Michael Jordan is known for many things: two three-peats; a relentless work ethic; and jawdropping skills on the court.
And he was loyal to labor, refusing to cross the MLB picket line in 1995.
A year earlier, he had joined minor league baseball as a member of the White Sox organization, after leading the Bulls’ to its first three-peat a year earlier. His new team was the Birmingham Barons and he entered his new role with the same dedication as he did basketball.
But on August 12th, 1994, Major League Baseball players went on strike.
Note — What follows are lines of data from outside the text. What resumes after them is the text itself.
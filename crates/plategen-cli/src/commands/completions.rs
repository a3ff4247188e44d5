//! Shell completion generation.

use clap::CommandFactory;
use clap_complete::{Generator, generate, shells};

use crate::cli::{Cli, CompletionsArgs, Shell};
use crate::error::CliResult;

const BIN_NAME: &str = "plategen";

pub fn execute(args: CompletionsArgs) -> CliResult<()> {
    let mut out = std::io::stdout();
    match args.shell {
        Shell::Bash => write(shells::Bash, &mut out),
        Shell::Zsh => write(shells::Zsh, &mut out),
        Shell::Fish => write(shells::Fish, &mut out),
        Shell::PowerShell => write(shells::PowerShell, &mut out),
        Shell::Elvish => write(shells::Elvish, &mut out),
    }
    Ok(())
}

fn write(shell: impl Generator, out: &mut dyn std::io::Write) {
    generate(shell, &mut Cli::command(), BIN_NAME, out);
}
impl TopicId {
    /// Wraps an identifier string.
    #[must_use]
    pub fn new(id: impl Into<String>) -> Self {
        Self(id.into())
    }

    /// The identifier as a string slice.
    #[must_use]
    pub fn as_str(&self) -> &str {
        &self.0
    }
}

impl Borrow<str> for TopicId {
    fn borrow(&self) -> &str {
        &self.0
    }
}

impl AsRef<str> for TopicId {
    fn as_ref(&self) -> &str {
        &self.0
    }
}

impl PartialEq<str> for TopicId {
    fn eq(&self, other: &str) -> bool {
        self.0 == other
    }
}

impl PartialEq<&str> for TopicId {
    fn eq(&self, other: &&str) -> bool {
        self.0 == *other
    }
}

impl fmt::Display for TopicId {
    fn fmt(&self, f: &mut fmt::Formatter<'_>) -> fmt::Result {
        f.write_str(&self.0)
    }
}

/// Human-readable navigation text for a topic.
#[derive(Debug, Clone, PartialEq, Eq, Serialize)]
#[serde(transparent)]
pub struct DisplayTitle(String);

impl DisplayTitle {
    /// Wraps a title string.
    #[must_use]
    pub fn new(title: impl Into<String>) -> Self {
        Self(title.into())
    }

    /// The full title.
    #[must_use]
    pub fn as_str(&self) -> &str {
        &self.0
    }

    /// The title cut to at most `max_chars` characters, ending in an
    /// ellipsis when anything was removed.
    #[must_use]
    pub fn truncated(&self, max_chars: usize) -> Cow<'_, str> {
        if self.0.chars().count() <= max_chars {
            return Cow::Borrowed(&self.0);
        }
        if max_chars == 0 {
            return Cow::Borrowed("");
        }
        let kept: String = self.0.chars().take(max_chars - 1).collect();
        Cow::Owned(format!("{}\u{2026}", kept.trim_end()))
    }
}

impl PartialEq<str> for DisplayTitle {
    fn eq(&self, other: &str) -> bool {
        self.0 == other
    }
}
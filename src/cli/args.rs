//! CLI argument definitions
//!
//! All Clap derive structs for `dsc-docs` command-line parsing.

use std::io::IsTerminal;
use std::path::PathBuf;

use clap::{ArgAction, Args, Parser, Subcommand, ValueEnum};

use crate::observability::LogFormat;

// ============================================================================
// Root CLI
// ============================================================================

/// Navigation registry for the DSC documentation site.
#[derive(Parser, Debug)]
#[command(name = "dsc-docs", author, version, about)]
#[command(propagate_version = true)]
pub struct Cli {
    /// Subcommand to execute.
    #[command(subcommand)]
    pub command: Commands,

    /// Registry data file to use instead of the embedded data set.
    #[arg(long, global = true, env = "DSC_DOCS_REGISTRY")]
    pub registry: Option<PathBuf>,

    /// Increase verbosity (-v info, -vv debug, -vvv trace).
    #[arg(short, long, action = ArgAction::Count, global = true)]
    pub verbose: u8,

    /// Suppress all non-error output.
    #[arg(short, long, global = true)]
    pub quiet: bool,

    /// Color output control.
    #[arg(long, default_value = "auto", global = true, env = "DSC_DOCS_COLOR")]
    pub color: ColorChoice,

    /// Log output format.
    #[arg(long, default_value = "human", global = true)]
    pub log_format: LogFormat,
}

// ============================================================================
// Commands
// ============================================================================

/// Top-level subcommands.
#[derive(Subcommand, Debug)]
pub enum Commands {
    /// Resolve a slug to its topic identifier and title.
    Resolve(ResolveArgs),

    /// Show the display title of a topic.
    Title(TitleArgs),

    /// List categories, or the topics of one category in menu order.
    List(ListArgs),

    /// List known image assets.
    Images(ImagesArgs),

    /// Check the registry data for integrity problems.
    Validate(ValidateArgs),

    /// Generate shell completion scripts.
    Completions(CompletionsArgs),

    /// Display version information.
    Version(VersionArgs),
}

/// Arguments for `resolve`.
#[derive(Args, Debug)]
pub struct ResolveArgs {
    /// Category to search.
    pub category: String,

    /// Slug to resolve.
    pub slug: String,

    /// Output format.
    #[arg(short, long, default_value = "human")]
    pub format: OutputFormat,
}

/// Arguments for `title`.
#[derive(Args, Debug)]
pub struct TitleArgs {
    /// Category to search.
    pub category: String,

    /// Topic identifier.
    pub topic: String,

    /// Truncate the title to this many characters.
    #[arg(long)]
    pub max_width: Option<usize>,

    /// Output format.
    #[arg(short, long, default_value = "human")]
    pub format: OutputFormat,
}

/// Arguments for `list`.
#[derive(Args, Debug)]
pub struct ListArgs {
    /// Category to list; all categories when omitted.
    pub category: Option<String>,

    /// Output format.
    #[arg(short, long, default_value = "human")]
    pub format: OutputFormat,
}

/// Arguments for `images`.
#[derive(Args, Debug)]
pub struct ImagesArgs {
    /// Output format.
    #[arg(short, long, default_value = "human")]
    pub format: OutputFormat,
}

/// Arguments for `validate`.
#[derive(Args, Debug)]
pub struct ValidateArgs {
    /// Output format.
    #[arg(short, long, default_value = "human")]
    pub format: OutputFormat,

    /// Enable strict validation (warnings become errors).
    #[arg(long)]
    pub strict: bool,
}

// ============================================================================
// Completions / Version
// ============================================================================

/// Arguments for shell completion generation.
#[derive(Args, Debug)]
pub struct CompletionsArgs {
    /// Target shell for completion script.
    pub shell: clap_complete::Shell,
}

/// Arguments for version display.
#[derive(Args, Debug)]
pub struct VersionArgs {
    /// Output format.
    #[arg(short, long, default_value = "human")]
    pub format: OutputFormat,
}

// ============================================================================
// CLI-Local Enums
// ============================================================================

/// Color output choice.
#[derive(Debug, Clone, Copy, PartialEq, Eq, Default, ValueEnum)]
pub enum ColorChoice {
    /// Color when stderr is a terminal and `NO_COLOR` is unset.
    #[default]
    Auto,
    /// Always use color.
    Always,
    /// Never use color.
    Never,
}

impl ColorChoice {
    /// Whether log lines written to stderr should carry ANSI colors.
    #[must_use]
    pub fn stderr_ansi(self) -> bool {
        match self {
            Self::Auto => {
                std::io::stderr().is_terminal() && std::env::var_os("NO_COLOR").is_none()
            }
            Self::Always => true,
            Self::Never => false,
        }
    }
}

/// Output format for structured output.
#[derive(Debug, Clone, Copy, PartialEq, Eq, Default, ValueEnum)]
pub enum OutputFormat {
    /// Human-readable output.
    #[default]
    Human,
    /// JSON output.
    Json,
}

#[cfg(test)]
mod tests {
    use super::*;
    use clap::CommandFactory;

    #[test]
    fn cli_definition_is_consistent() {
        Cli::command().debug_assert();
    }

    #[test]
    fn parse_resolve() {
        let cli = Cli::try_parse_from([
            "dsc-docs",
            "resolve",
            "reference",
            "DSC-filter-syntax-1",
            "--format",
            "json",
        ])
        .unwrap();
        match cli.command {
            Commands::Resolve(args) => {
                assert_eq!(args.category, "reference");
                assert_eq!(args.slug, "DSC-filter-syntax-1");
                assert_eq!(args.format, OutputFormat::Json);
            }
            other => panic!("expected resolve, got {other:?}"),
        }
    }

    #[test]
    fn parse_global_registry_after_subcommand() {
        let cli =
            Cli::try_parse_from(["dsc-docs", "validate", "--registry", "data.yaml", "-vv"]).unwrap();
        assert_eq!(cli.registry, Some(PathBuf::from("data.yaml")));
        assert_eq!(cli.verbose, 2);
    }

    #[test]
    fn parse_list_without_category() {
        let cli = Cli::try_parse_from(["dsc-docs", "list"]).unwrap();
        assert!(matches!(cli.command, Commands::List(ListArgs { category: None, .. })));
    }

    #[test]
    fn parse_completions_shell() {
        let cli = Cli::try_parse_from(["dsc-docs", "completions", "powershell"]).unwrap();
        assert!(matches!(
            cli.command,
            Commands::Completions(CompletionsArgs {
                shell: clap_complete::Shell::PowerShell
            })
        ));
        assert!(Cli::try_parse_from(["dsc-docs", "completions", "tcsh"]).is_err());
    }

    #[test]
    fn color_never_and_always_ignore_terminal() {
        assert!(!ColorChoice::Never.stderr_ansi());
        assert!(ColorChoice::Always.stderr_ansi());
    }

    #[test]
    fn resolve_requires_slug() {
        assert!(Cli::try_parse_from(["dsc-docs", "resolve", "reference"]).is_err());
    }
}
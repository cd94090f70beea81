//! `dsc-docs` - navigation registry for the DSC documentation site
//!
//! Maps documentation slugs to topic identifiers and display titles, per
//! category, and checks the data for integrity problems. Rendering and
//! routing are left to the consumers of the registry.

pub mod cli;
pub mod config;
pub mod error;
pub mod observability;
pub mod registry;

pub use error::{DocsError, LookupError, Result};
pub use registry::{Category, DisplayTitle, Registry, TopicId};
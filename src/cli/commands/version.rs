//! `version` command handler

use serde_json::json;

use super::print_json;
use crate::cli::args::{OutputFormat, VersionArgs};
use crate::error::DocsError;
use crate::registry::builtin::BUILTIN_REGISTRY_YAML;

/// Print the crate version and the size of the embedded data set.
///
/// # Errors
///
/// Returns `DocsError::Json` if the JSON report cannot be serialized.
pub fn run(args: &VersionArgs) -> Result<(), DocsError> {
    let name = env!("CARGO_PKG_NAME");
    let version = env!("CARGO_PKG_VERSION");
    let embedded_bytes = BUILTIN_REGISTRY_YAML.len();

    match args.format {
        OutputFormat::Human => {
            println!("{name} {version} (embedded registry: {embedded_bytes} bytes)");
            Ok(())
        }
        OutputFormat::Json => print_json(&json!({
            "name": name,
            "version": version,
            "description": env!("CARGO_PKG_DESCRIPTION"),
            "embedded_registry_bytes": embedded_bytes,
        })),
    }
}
The strike continued into next year. “It was the winter of 1995, major league baseball was on strike and Michael Jordan — at that time still a member of the Chicago White Sox organization — refused to be a scab and cross the picket lines,” Yahoo Sports reports.
“I always told management I don’t want to do anything to infringe on what the players are going to do,” Jordan said. “I don’t anticipate and hopefully I’m not put in that predicament. I’m a minor leaguer and I’m staying away from that stuff.”
The owner of the White Sox moved to put Jordan in that predicament by announcing that no players were exempt from being used as replacement players. Jordan responded by quitting baseball completely.
He returned to the NBA instead and led the Bulls to their second three-peat.
As we approach Labor Day, let us remember that Jordan was more than an amazing basketball player – he was also a friend of labor.